→ PROBLEM DETAILS
The output is the lines below from the one with "lists of nonnegative integers." through the one with "use crate::error::DecodeError;", both included, printed exactly and with no other line.
+++ STORED DATA
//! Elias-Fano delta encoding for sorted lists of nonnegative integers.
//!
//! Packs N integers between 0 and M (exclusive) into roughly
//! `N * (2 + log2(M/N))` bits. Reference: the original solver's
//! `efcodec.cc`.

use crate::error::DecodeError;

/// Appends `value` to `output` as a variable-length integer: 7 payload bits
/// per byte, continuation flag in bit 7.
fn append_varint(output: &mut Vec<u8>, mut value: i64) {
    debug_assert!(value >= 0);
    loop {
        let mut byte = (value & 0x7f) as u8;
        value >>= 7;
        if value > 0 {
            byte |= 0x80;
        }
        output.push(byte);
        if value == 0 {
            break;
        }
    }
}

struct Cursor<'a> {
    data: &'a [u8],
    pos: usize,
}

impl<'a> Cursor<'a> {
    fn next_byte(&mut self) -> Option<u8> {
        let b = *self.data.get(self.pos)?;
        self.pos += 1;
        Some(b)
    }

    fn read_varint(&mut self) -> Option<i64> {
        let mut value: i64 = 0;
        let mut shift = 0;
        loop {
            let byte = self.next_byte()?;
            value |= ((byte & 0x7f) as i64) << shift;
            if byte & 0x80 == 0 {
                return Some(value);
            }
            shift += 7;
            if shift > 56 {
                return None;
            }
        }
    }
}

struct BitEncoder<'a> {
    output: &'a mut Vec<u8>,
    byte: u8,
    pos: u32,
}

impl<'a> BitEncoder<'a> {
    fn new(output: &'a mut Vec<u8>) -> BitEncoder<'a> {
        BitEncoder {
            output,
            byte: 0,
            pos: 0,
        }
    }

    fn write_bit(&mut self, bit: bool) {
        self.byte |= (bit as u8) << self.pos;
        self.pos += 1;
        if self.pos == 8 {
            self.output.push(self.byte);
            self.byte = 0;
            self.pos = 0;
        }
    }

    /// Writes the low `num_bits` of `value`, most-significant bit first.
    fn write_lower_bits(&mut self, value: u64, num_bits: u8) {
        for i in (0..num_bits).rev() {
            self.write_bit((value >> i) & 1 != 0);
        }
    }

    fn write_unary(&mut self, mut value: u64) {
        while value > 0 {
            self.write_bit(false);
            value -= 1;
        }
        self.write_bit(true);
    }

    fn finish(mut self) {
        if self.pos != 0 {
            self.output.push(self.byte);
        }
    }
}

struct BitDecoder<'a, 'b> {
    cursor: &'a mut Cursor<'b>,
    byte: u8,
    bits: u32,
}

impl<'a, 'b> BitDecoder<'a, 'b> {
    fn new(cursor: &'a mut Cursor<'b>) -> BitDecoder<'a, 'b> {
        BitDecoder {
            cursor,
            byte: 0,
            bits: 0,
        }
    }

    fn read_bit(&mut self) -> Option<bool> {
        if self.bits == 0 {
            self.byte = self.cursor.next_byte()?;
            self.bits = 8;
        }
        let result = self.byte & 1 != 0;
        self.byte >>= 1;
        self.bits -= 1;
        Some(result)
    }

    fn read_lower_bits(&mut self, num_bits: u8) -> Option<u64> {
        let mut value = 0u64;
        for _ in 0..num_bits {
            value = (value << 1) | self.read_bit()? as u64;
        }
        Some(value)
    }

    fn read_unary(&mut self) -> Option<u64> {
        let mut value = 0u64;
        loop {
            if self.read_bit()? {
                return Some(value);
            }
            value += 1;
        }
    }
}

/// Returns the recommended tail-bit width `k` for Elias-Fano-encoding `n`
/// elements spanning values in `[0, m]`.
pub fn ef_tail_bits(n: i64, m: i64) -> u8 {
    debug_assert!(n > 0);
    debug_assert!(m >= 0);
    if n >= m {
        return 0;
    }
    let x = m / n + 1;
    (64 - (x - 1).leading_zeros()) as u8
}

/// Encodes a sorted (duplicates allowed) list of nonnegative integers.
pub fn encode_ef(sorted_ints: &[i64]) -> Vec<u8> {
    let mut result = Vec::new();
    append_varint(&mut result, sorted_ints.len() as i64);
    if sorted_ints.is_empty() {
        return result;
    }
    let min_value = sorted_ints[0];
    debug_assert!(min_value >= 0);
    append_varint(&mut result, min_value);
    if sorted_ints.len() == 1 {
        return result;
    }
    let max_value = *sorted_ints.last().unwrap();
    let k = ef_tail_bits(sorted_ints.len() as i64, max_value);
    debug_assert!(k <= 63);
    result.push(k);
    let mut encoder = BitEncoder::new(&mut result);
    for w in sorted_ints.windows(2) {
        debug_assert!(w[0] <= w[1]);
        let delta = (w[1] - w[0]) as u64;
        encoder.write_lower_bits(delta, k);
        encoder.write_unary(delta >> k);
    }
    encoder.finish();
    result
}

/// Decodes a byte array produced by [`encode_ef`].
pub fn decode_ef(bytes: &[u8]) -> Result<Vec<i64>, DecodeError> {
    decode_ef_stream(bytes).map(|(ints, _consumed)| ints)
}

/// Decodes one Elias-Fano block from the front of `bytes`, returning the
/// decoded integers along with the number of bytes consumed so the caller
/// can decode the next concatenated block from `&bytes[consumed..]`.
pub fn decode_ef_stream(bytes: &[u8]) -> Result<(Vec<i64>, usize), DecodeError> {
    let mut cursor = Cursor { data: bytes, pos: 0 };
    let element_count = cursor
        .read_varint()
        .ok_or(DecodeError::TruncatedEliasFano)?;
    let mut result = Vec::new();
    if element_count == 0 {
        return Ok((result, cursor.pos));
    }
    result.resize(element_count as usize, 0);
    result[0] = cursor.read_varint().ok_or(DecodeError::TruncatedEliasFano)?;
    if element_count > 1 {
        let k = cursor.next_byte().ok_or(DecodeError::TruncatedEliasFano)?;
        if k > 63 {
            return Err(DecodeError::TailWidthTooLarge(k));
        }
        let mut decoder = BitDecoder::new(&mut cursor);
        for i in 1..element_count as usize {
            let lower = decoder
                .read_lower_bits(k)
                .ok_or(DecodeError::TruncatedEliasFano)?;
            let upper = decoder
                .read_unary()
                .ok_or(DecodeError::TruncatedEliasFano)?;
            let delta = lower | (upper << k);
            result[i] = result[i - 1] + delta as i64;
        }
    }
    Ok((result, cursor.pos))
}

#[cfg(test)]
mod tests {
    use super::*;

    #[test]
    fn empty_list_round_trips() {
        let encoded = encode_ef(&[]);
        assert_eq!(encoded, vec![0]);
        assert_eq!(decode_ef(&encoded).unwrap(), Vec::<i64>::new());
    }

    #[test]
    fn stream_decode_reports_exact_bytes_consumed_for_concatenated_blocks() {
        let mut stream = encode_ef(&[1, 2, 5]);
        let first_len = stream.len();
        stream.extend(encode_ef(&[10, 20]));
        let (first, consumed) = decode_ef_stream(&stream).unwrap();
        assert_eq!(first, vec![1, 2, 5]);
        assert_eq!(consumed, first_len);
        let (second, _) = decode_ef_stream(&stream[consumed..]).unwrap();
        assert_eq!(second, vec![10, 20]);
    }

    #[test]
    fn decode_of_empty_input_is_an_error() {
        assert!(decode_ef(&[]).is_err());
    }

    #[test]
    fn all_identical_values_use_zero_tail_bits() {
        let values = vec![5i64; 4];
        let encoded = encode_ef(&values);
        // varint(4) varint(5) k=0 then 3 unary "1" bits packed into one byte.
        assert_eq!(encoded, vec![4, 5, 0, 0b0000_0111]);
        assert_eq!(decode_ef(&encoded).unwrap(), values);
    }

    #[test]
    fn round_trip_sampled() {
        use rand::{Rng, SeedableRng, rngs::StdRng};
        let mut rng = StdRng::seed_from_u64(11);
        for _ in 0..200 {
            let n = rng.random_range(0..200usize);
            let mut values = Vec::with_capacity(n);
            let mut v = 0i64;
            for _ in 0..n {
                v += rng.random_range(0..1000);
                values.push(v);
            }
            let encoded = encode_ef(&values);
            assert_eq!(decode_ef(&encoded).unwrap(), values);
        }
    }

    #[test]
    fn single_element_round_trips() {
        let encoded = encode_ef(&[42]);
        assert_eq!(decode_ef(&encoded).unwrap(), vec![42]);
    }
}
++++++
+++ STORED DATA
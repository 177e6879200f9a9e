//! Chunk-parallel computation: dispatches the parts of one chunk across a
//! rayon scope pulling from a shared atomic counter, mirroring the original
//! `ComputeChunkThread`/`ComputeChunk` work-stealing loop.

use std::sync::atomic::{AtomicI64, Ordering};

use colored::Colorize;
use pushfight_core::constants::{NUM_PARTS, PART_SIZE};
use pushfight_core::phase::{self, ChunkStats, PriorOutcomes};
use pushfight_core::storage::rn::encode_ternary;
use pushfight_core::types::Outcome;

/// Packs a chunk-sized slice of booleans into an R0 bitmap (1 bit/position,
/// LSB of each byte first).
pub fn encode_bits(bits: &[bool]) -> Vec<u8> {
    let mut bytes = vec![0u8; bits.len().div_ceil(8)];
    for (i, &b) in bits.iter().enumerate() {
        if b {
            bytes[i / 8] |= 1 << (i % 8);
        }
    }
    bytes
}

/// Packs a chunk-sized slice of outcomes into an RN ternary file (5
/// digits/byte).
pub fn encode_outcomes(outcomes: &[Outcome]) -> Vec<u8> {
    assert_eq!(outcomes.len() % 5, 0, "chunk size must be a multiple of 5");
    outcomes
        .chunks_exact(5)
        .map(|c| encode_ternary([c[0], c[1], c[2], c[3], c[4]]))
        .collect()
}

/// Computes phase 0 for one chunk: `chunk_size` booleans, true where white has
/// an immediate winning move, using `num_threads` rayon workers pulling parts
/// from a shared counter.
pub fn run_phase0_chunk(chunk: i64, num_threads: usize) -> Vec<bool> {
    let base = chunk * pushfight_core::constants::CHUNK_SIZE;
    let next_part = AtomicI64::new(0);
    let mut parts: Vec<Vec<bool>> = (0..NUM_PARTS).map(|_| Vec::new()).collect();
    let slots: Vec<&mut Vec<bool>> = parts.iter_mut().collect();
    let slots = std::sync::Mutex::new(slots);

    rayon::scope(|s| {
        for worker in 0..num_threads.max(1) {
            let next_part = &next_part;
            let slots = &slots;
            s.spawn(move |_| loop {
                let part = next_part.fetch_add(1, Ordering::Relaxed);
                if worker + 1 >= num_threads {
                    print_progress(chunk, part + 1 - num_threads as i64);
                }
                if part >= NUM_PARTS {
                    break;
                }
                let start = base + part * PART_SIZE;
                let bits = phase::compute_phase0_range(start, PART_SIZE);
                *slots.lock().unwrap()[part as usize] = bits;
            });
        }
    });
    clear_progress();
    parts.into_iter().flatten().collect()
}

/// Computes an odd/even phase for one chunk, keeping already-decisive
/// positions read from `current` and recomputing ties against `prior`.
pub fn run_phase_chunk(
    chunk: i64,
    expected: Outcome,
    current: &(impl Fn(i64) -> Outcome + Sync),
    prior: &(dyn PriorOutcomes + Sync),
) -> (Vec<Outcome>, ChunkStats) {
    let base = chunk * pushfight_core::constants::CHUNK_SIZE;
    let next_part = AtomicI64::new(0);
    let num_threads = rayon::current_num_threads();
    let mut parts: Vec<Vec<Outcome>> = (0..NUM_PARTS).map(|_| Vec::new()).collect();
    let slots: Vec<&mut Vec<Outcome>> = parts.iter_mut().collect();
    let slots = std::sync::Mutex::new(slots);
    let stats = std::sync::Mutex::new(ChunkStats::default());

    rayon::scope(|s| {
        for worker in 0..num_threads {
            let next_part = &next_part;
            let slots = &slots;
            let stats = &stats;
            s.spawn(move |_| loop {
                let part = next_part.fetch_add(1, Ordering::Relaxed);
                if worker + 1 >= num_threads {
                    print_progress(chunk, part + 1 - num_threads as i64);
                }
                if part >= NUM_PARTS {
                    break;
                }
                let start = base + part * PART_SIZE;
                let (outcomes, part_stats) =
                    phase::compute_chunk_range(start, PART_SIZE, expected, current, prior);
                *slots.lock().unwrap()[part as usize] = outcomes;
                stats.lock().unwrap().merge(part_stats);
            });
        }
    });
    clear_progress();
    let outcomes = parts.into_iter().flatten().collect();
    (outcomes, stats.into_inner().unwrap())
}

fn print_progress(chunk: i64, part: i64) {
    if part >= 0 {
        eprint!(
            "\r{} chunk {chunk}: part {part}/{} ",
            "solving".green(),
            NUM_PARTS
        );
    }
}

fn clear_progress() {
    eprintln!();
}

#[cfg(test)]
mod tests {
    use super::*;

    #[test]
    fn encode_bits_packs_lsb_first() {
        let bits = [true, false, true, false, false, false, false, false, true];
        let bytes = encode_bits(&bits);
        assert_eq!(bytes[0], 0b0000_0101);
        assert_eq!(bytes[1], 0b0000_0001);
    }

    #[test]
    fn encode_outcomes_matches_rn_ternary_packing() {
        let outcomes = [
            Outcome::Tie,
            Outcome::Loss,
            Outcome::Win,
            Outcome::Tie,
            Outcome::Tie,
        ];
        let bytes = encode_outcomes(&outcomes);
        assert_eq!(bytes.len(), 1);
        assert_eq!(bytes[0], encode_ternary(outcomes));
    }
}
++++++
→ ANSWER FOR THE TASK
//! Elias-Fano delta encoding for sorted lists of nonnegative integers.
//!
//! Packs N integers between 0 and M (exclusive) into roughly
//! `N * (2 + log2(M/N))` bits. Reference: the original solver's
//! `efcodec.cc`.

use crate::error::DecodeError;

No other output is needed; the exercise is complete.